Start of SUPPLIED ENTRIES

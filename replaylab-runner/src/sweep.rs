//! Parameter sweep over engine settings.
//!
//! The series is loaded and featurized once; every grid point runs on the
//! same prepared data, in parallel with rayon.

use anyhow::{Context, Result};
use rayon::prelude::*;
use std::collections::HashMap;
use tracing::info;

use replaylab_core::engine::StopRule;

use crate::config::RunConfig;
use crate::fitness::FitnessMetric;
use crate::runner::{load_prepared, run_prepared, BacktestResult, PreparedData};

/// Parameter grid specification.
///
/// An empty axis keeps the base config's value.
#[derive(Debug, Clone, Default, PartialEq)]
pub struct ParamGrid {
    pub risk_per_trade: Vec<f64>,
    /// Applied to `StopRule::AtrMultiple` multipliers; ignored for percent stops.
    pub stop_multipliers: Vec<f64>,
    pub reward_ratios: Vec<f64>,
    pub cooldown_bars: Vec<usize>,
}

fn axis<T: Copy>(values: &[T], base: T) -> Vec<T> {
    if values.is_empty() {
        vec![base]
    } else {
        values.to_vec()
    }
}

impl ParamGrid {
    /// A small default grid around typical settings.
    pub fn default_crypto() -> Self {
        Self {
            risk_per_trade: vec![0.005, 0.01, 0.02],
            stop_multipliers: vec![1.0, 1.5, 2.0],
            reward_ratios: vec![1.5, 2.0, 3.0],
            cooldown_bars: vec![0, 3],
        }
    }

    /// Returns the total number of configurations for `base`.
    pub fn size(&self, base: &RunConfig) -> usize {
        self.generate_configs(base).len()
    }

    /// Generates every configuration in the grid.
    pub fn generate_configs(&self, base: &RunConfig) -> Vec<RunConfig> {
        let e = &base.engine;
        let base_mult = match &e.stop_rule {
            StopRule::AtrMultiple { multiplier, .. } => Some(*multiplier),
            StopRule::Percent { .. } => None,
        };
        let mults: Vec<Option<f64>> = match base_mult {
            Some(m) => axis(&self.stop_multipliers, m).into_iter().map(Some).collect(),
            None => vec![None],
        };

        let mut configs = Vec::new();
        for &risk in &axis(&self.risk_per_trade, e.risk_per_trade) {
            for &mult in &mults {
                for &reward in &axis(&self.reward_ratios, e.take_profit_reward_ratio) {
                    for &cooldown in &axis(&self.cooldown_bars, e.cooldown_bars) {
                        let mut config = base.clone();
                        config.engine.risk_per_trade = risk;
                        config.engine.take_profit_reward_ratio = reward;
                        config.engine.cooldown_bars = cooldown;
                        if let (Some(m), StopRule::AtrMultiple { multiplier, .. }) =
                            (mult, &mut config.engine.stop_rule)
                        {
                            *multiplier = m;
                        }
                        configs.push(config);
                    }
                }
            }
        }
        configs
    }
}

/// Parameter sweep executor.
pub struct ParamSweep {
    parallel: bool,
}

impl Default for ParamSweep {
    fn default() -> Self {
        Self { parallel: true }
    }
}

impl ParamSweep {
    pub fn new() -> Self {
        Self::default()
    }

    /// Enables or disables parallel execution.
    pub fn with_parallelism(mut self, parallel: bool) -> Self {
        self.parallel = parallel;
        self
    }

    /// Load the base config's data once, then sweep.
    pub fn sweep(&self, grid: &ParamGrid, base: &RunConfig) -> Result<SweepResults> {
        let data = load_prepared(base).context("failed to prepare sweep data")?;
        self.sweep_prepared(grid, base, &data)
    }

    /// Sweep on data already prepared for `base`.
    pub fn sweep_prepared(
        &self,
        grid: &ParamGrid,
        base: &RunConfig,
        data: &PreparedData,
    ) -> Result<SweepResults> {
        let configs = grid.generate_configs(base);
        for c in &configs {
            c.validate()
                .with_context(|| format!("invalid grid point: {:?}", c.engine))?;
        }
        info!(points = configs.len(), parallel = self.parallel, "starting sweep");

        let run = |config: &RunConfig| {
            run_prepared(config, data, None).context("grid point failed")
        };
        let results: Vec<BacktestResult> = if self.parallel {
            configs.par_iter().map(run).collect::<Result<Vec<_>>>()?
        } else {
            configs.iter().map(run).collect::<Result<Vec<_>>>()?
        };

        Ok(SweepResults::new(results))
    }
}

/// Results from a parameter sweep, in grid order.
#[derive(Debug)]
pub struct SweepResults {
    results: Vec<BacktestResult>,
    by_run_id: HashMap<String, usize>,
}

impl SweepResults {
    fn new(results: Vec<BacktestResult>) -> Self {
        let by_run_id = results
            .iter()
            .enumerate()
            .map(|(i, r)| (r.run_id.clone(), i))
            .collect();
        Self { results, by_run_id }
    }

    pub fn all(&self) -> &[BacktestResult] {
        &self.results
    }

    pub fn len(&self) -> usize {
        self.results.len()
    }

    pub fn is_empty(&self) -> bool {
        self.results.is_empty()
    }

    pub fn get(&self, run_id: &str) -> Option<&BacktestResult> {
        self.by_run_id.get(run_id).map(|&i| &self.results[i])
    }

    /// Results sorted best-first by `metric`. Ties keep grid order.
    pub fn ranked(&self, metric: FitnessMetric) -> Vec<&BacktestResult> {
        let mut sorted: Vec<_> = self.results.iter().collect();
        sorted.sort_by(|a, b| metric.score(&b.result).total_cmp(&metric.score(&a.result)));
        sorted
    }

    pub fn top_n(&self, metric: FitnessMetric, n: usize) -> Vec<&BacktestResult> {
        self.ranked(metric).into_iter().take(n).collect()
    }

    pub fn best(&self, metric: FitnessMetric) -> Option<&BacktestResult> {
        self.ranked(metric).into_iter().next()
    }
}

End of SUPPLIED ENTRIES

HOW TO COMPLETE THIS TASK: Each line holding the word "RunConfig" must be copied from the data.

EXERCISE OUTPUT:
use crate::config::RunConfig;
    pub fn size(&self, base: &RunConfig) -> usize {
    pub fn generate_configs(&self, base: &RunConfig) -> Vec<RunConfig> {
    pub fn sweep(&self, grid: &ParamGrid, base: &RunConfig) -> Result<SweepResults> {
        base: &RunConfig,
        let run = |config: &RunConfig| {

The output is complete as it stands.